Upgrade considerations if Cloudera Data Engineering services include Apache Airflow workloads

If your Cloudera Data Engineering version and services are eligible for the in-place upgrade, consider these Apache Airflow-related instructions before performing the in-place upgrade.

  • Airflow jobs included in the Cloudera Data Engineering service
    • Set the catchup option of every Airflow job to false before starting the in-place upgrade. If you do not set the catchup option to false, and if the in-place upgrade fails, you might want to do a manual Cloudera Data Engineering service recovery through the backup. After the backup is restored, any Directed Acyclic Graph (DAG) whose catchup is not set to false might replay its entire run history from the defined DAG start date, which is an undesired behavior in most cases.
    • Set the catchup option to false for every DAG as described in the DAG runs official Airflow documentation.
  • Airflow Libraries and Operators included in the Cloudera Data Engineering service
    If you use Airflow Libraries and Operators, before starting the in-place upgrade, delete any Airflow Libraries and Operators in Cloudera Data Engineering.
    • If the Airflow Libraries and Operators are in the first step (Configure Repositories) of the configuration process, cancel them.
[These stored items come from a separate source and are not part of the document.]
//! Ports and Adapters Infrastructure
//!
//! The rating and disposition engines are pure; everything they need from
//! the outside world (stored policies, claim history, conditional claim
//! updates) arrives through port traits defined in the domain crates.
//! This module holds the shared error type and marker trait those ports
//! build on.
//!
//! ```rust,ignore
//! // In domain_claims/src/ports.rs
//! #[async_trait]
//! pub trait ClaimsPort: DomainPort {
//!     async fn get_claim(&self, id: ClaimId) -> Result<Claim, PortError>;
//! }
//! ```

use std::fmt;
use thiserror::Error;

/// Error type for port operations
///
/// Adapters (database, in-memory mocks) report lookups that miss and
/// conditional writes that lose through this type.
#[derive(Debug, Error)]
pub enum PortError {
    /// The requested entity was not found
    #[error("Not found: {entity_type} with id {id}")]
    NotFound {
        entity_type: String,
        id: String,
    },

    /// A conditional write lost against a concurrent writer
    #[error("Conflict: {message}")]
    Conflict {
        message: String,
    },
}

impl PortError {
    /// Creates a NotFound error
    pub fn not_found(entity_type: impl Into<String>, id: impl fmt::Display) -> Self {
        PortError::NotFound {
            entity_type: entity_type.into(),
            id: id.to_string(),
        }
    }

    /// Creates a Conflict error
    pub fn conflict(message: impl Into<String>) -> Self {
        PortError::Conflict {
            message: message.into(),
        }
    }
}

/// Marker trait for all domain ports
///
/// Ports are shared across tasks behind `Arc<dyn ...>`, so every
/// implementation must be thread-safe.
pub trait DomainPort: Send + Sync + 'static {}

#[cfg(test)]
mod tests {
    use super::*;

    #[test]
    fn test_port_error_not_found() {
        let error = PortError::not_found("Policy", "POL-123");
        assert!(matches!(error, PortError::NotFound { .. }));
        assert!(error.to_string().contains("Policy"));
        assert!(error.to_string().contains("POL-123"));
    }

    #[test]
    fn test_port_error_conflict_display() {
        let error = PortError::conflict("claim CLM-1 is no longer Submitted");
        assert_eq!(error.to_string(), "Conflict: claim CLM-1 is no longer Submitted");
    }
}
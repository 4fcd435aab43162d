//! Strongly-typed identifiers for policies, claims and policyholders
//!
//! Newtype wrappers around UUIDs keep a claim's policy reference from being
//! confused with its claimant reference.

use serde::{Deserialize, Serialize};
use std::fmt;
use uuid::Uuid;

macro_rules! define_id {
    ($name:ident, $prefix:literal) => {
        #[derive(Debug, Clone, Copy, PartialEq, Eq, Hash, Serialize, Deserialize)]
        #[serde(transparent)]
        pub struct $name(Uuid);

        impl $name {
            /// Creates a new random identifier
            pub fn new() -> Self {
                Self(Uuid::new_v4())
            }

            /// Creates a new time-ordered identifier (v7)
            pub fn new_v7() -> Self {
                Self(Uuid::now_v7())
            }

            /// Returns the underlying UUID
            pub fn as_uuid(&self) -> &Uuid {
                &self.0
            }
        }

        impl Default for $name {
            fn default() -> Self {
                Self::new()
            }
        }

        impl fmt::Display for $name {
            fn fmt(&self, f: &mut fmt::Formatter<'_>) -> fmt::Result {
                write!(f, "{}-{}", $prefix, self.0)
            }
        }
    };
}

define_id!(PolicyId, "POL");
define_id!(ClaimId, "CLM");
define_id!(UserId, "USR");

#[cfg(test)]
mod tests {
    use super::*;

    #[test]
    fn test_policy_id_display() {
        let id = PolicyId::new();
        let display = id.to_string();
        assert!(display.starts_with("POL-"));
    }

    #[test]
    fn test_claim_and_user_prefixes() {
        assert!(ClaimId::new_v7().to_string().starts_with("CLM-"));
        assert!(UserId::new().to_string().starts_with("USR-"));
    }

    #[test]
    fn test_serializes_as_bare_uuid() {
        let id = PolicyId::new();
        let json = serde_json::to_string(&id).unwrap();
        assert_eq!(json, format!("\"{}\"", id.as_uuid()));
    }
}
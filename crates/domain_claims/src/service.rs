//! Claim automation service
//!
//! Loads everything a disposition needs through a [`ClaimsPort`], runs the
//! [`DispositionEngine`] against the current configuration snapshot and
//! writes the result back with a conditional update.

use chrono::{DateTime, Utc};
use std::sync::Arc;
use tokio::sync::RwLock;
use tracing::{info, instrument, warn};

use core_kernel::{months_before, ClaimId, PortError};

use crate::claim::{Claim, ClaimDecision, ClaimStatus};
use crate::config::AutomationConfig;
use crate::disposition::{DecisionResult, Disposition};
use crate::engine::DispositionEngine;
use crate::error::ClaimError;
use crate::payout::Payout;
use crate::ports::ClaimsPort;
use crate::review::ReviewDecision;

/// Why an automatic decision was not applied
#[derive(Debug, Clone, PartialEq, Eq)]
pub enum SkipReason {
    /// Automation is switched off
    Disabled,
    /// The claim had already left `Submitted` when it was loaded
    AlreadyDecided { status: ClaimStatus },
    /// Another worker decided the claim between load and write
    Superseded,
}

/// Result of [`ClaimAutomationService::apply_auto_decision`]
#[derive(Debug, Clone, PartialEq)]
pub enum AutomationOutcome {
    Applied {
        disposition: Disposition,
        payout: Option<Payout>,
    },
    Skipped(SkipReason),
}

impl AutomationOutcome {
    pub fn is_applied(&self) -> bool {
        matches!(self, AutomationOutcome::Applied { .. })
    }
}

/// Applies automatic and manual decisions to stored claims
pub struct ClaimAutomationService {
    port: Arc<dyn ClaimsPort>,
    config: RwLock<Arc<AutomationConfig>>,
}

impl ClaimAutomationService {
    pub fn new(port: Arc<dyn ClaimsPort>, config: AutomationConfig) -> Self {
        Self {
            port,
            config: RwLock::new(Arc::new(config)),
        }
    }

    /// Current configuration snapshot
    pub async fn config(&self) -> Arc<AutomationConfig> {
        self.config.read().await.clone()
    }

    /// Replaces the whole configuration
    ///
    /// Decisions already in flight finish under the snapshot they started
    /// with.
    pub async fn update_config(&self, config: AutomationConfig) -> Result<(), ClaimError> {
        config.validate()?;
        *self.config.write().await = Arc::new(config);
        info!("Claim automation configuration updated");
        Ok(())
    }

    /// Decides a submitted claim and records the decision
    ///
    /// # Errors
    ///
    /// `ClaimNotFound` when the claim does not exist, `Port` for storage
    /// failures. Disabled automation, an already decided claim and a lost
    /// race all come back as [`AutomationOutcome::Skipped`].
    #[instrument(skip(self), fields(claim_id = %claim_id))]
    pub async fn apply_auto_decision(
        &self,
        claim_id: ClaimId,
        now: DateTime<Utc>,
    ) -> Result<AutomationOutcome, ClaimError> {
        let claim = self.load_claim(claim_id).await?;
        if claim.status != ClaimStatus::Submitted {
            return Ok(AutomationOutcome::Skipped(SkipReason::AlreadyDecided {
                status: claim.status,
            }));
        }

        let engine = DispositionEngine::new(self.config().await);
        if !engine.config().enabled {
            return Ok(AutomationOutcome::Skipped(SkipReason::Disabled));
        }

        let policy = self.port.get_policy(claim.policy_id).await?;
        let since = months_before(now, engine.config().history_window_months)?;
        let recent_claims = self.port.count_user_claims_since(claim.user_id, since).await?;

        let disposition = match engine.decide(&claim, policy.as_ref(), recent_claims, now) {
            DecisionResult::Decided(disposition) => disposition,
            DecisionResult::Disabled => return Ok(AutomationOutcome::Skipped(SkipReason::Disabled)),
            DecisionResult::AlreadyDecided { status } => {
                return Ok(AutomationOutcome::Skipped(SkipReason::AlreadyDecided { status }))
            }
        };

        let payout = engine.payout(&disposition, policy.as_ref(), &claim);
        let decision = ClaimDecision::automated(&disposition, payout, now);

        if !self.port.apply_decision_if_submitted(claim_id, decision).await? {
            warn!("Claim was decided concurrently; automatic decision discarded");
            return Ok(AutomationOutcome::Skipped(SkipReason::Superseded));
        }

        info!(
            claim_number = %claim.claim_number,
            outcome = %disposition.outcome,
            confidence = disposition.confidence,
            payout = ?payout.map(|p| p.amount.amount()),
            reason = %disposition.reason,
            "Automatic claim decision applied"
        );

        Ok(AutomationOutcome::Applied { disposition, payout })
    }

    /// Records a reviewer's decision and returns the updated claim
    ///
    /// # Errors
    ///
    /// `InvalidStatusTransition` when the claim is already approved or
    /// rejected, including when that happened concurrently.
    #[instrument(skip(self, review), fields(claim_id = %claim_id, reviewer = %review.reviewer))]
    pub async fn review_claim(
        &self,
        claim_id: ClaimId,
        review: ReviewDecision,
        now: DateTime<Utc>,
    ) -> Result<Claim, ClaimError> {
        let claim = self.load_claim(claim_id).await?;
        let policy = self.port.get_policy(claim.policy_id).await?;
        let decision = review.to_claim_decision(&claim, policy.as_ref(), now);
        let target = decision.status;

        if claim.status.is_terminal() || !self.port.apply_review_if_open(claim_id, decision).await? {
            let current = self.load_claim(claim_id).await?;
            return Err(ClaimError::InvalidStatusTransition {
                from: current.status.to_string(),
                to: target.to_string(),
            });
        }

        info!(status = %target, "Manual claim review recorded");
        self.load_claim(claim_id).await
    }

    async fn load_claim(&self, claim_id: ClaimId) -> Result<Claim, ClaimError> {
        self.port.get_claim(claim_id).await.map_err(|e| match e {
            PortError::NotFound { .. } => ClaimError::ClaimNotFound(claim_id.to_string()),
            other => ClaimError::Port(other),
        })
    }
}
//! Manual review
//!
//! Reviewers settle claims the chain held back, and may also decide a
//! submitted claim directly. Approval pays by the same bands as automatic
//! approval.

use chrono::{DateTime, Utc};
use serde::{Deserialize, Serialize};

use domain_rating::Policy;

use crate::claim::{Claim, ClaimDecision, DecisionSource};
use crate::disposition::Outcome;
use crate::payout::{compute_payout, Payout};

/// What the reviewer decided
#[derive(Debug, Clone, Copy, PartialEq, Eq, Serialize, Deserialize)]
pub enum ReviewOutcome {
    Approve,
    Reject,
}

impl ReviewOutcome {
    fn outcome(&self) -> Outcome {
        match self {
            ReviewOutcome::Approve => Outcome::Approved,
            ReviewOutcome::Reject => Outcome::Rejected,
        }
    }
}

/// A human decision on a claim
#[derive(Debug, Clone, PartialEq, Eq, Serialize, Deserialize)]
pub struct ReviewDecision {
    pub outcome: ReviewOutcome,
    pub reviewer: String,
    pub notes: Option<String>,
}

impl ReviewDecision {
    pub fn approve(reviewer: impl Into<String>) -> Self {
        Self {
            outcome: ReviewOutcome::Approve,
            reviewer: reviewer.into(),
            notes: None,
        }
    }

    pub fn reject(reviewer: impl Into<String>) -> Self {
        Self {
            outcome: ReviewOutcome::Reject,
            reviewer: reviewer.into(),
            notes: None,
        }
    }

    pub fn with_notes(mut self, notes: impl Into<String>) -> Self {
        self.notes = Some(notes.into());
        self
    }

    /// Builds the decision to record on `claim`, payout included
    pub fn to_claim_decision(
        &self,
        claim: &Claim,
        policy: Option<&Policy>,
        decided_at: DateTime<Utc>,
    ) -> ClaimDecision {
        let outcome = self.outcome.outcome();
        let currency = policy.map(|p| p.premium().currency()).unwrap_or_default();
        let payout: Option<Payout> = compute_payout(outcome, claim.assessment.severity, policy, currency);

        ClaimDecision {
            status: outcome.status(),
            source: DecisionSource::Manual {
                reviewer: self.reviewer.clone(),
            },
            reason: self.notes.clone().unwrap_or_default(),
            confidence: 1.0,
            payout,
            decided_at,
        }
    }
}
    • If the Airflow Libraries and Operators have already been built and are only waiting for activation, finish the activation process and delete them.
  • Airflow Variables and Connections included in the Cloudera Data Engineering service
    If you use Airflow Variables and Connections in the Cloudera Data Engineering service, the default backup taken before the upgrade does not include Airflow Variables and Connections.
    • If your in-place upgrade is successful, your Variables and Connections are kept.
  • Airflow and Airflow-Python version change after in-place upgrade
    For information on the runtime components versions, see Compatibility for Cloudera Data Engineering and Runtime components.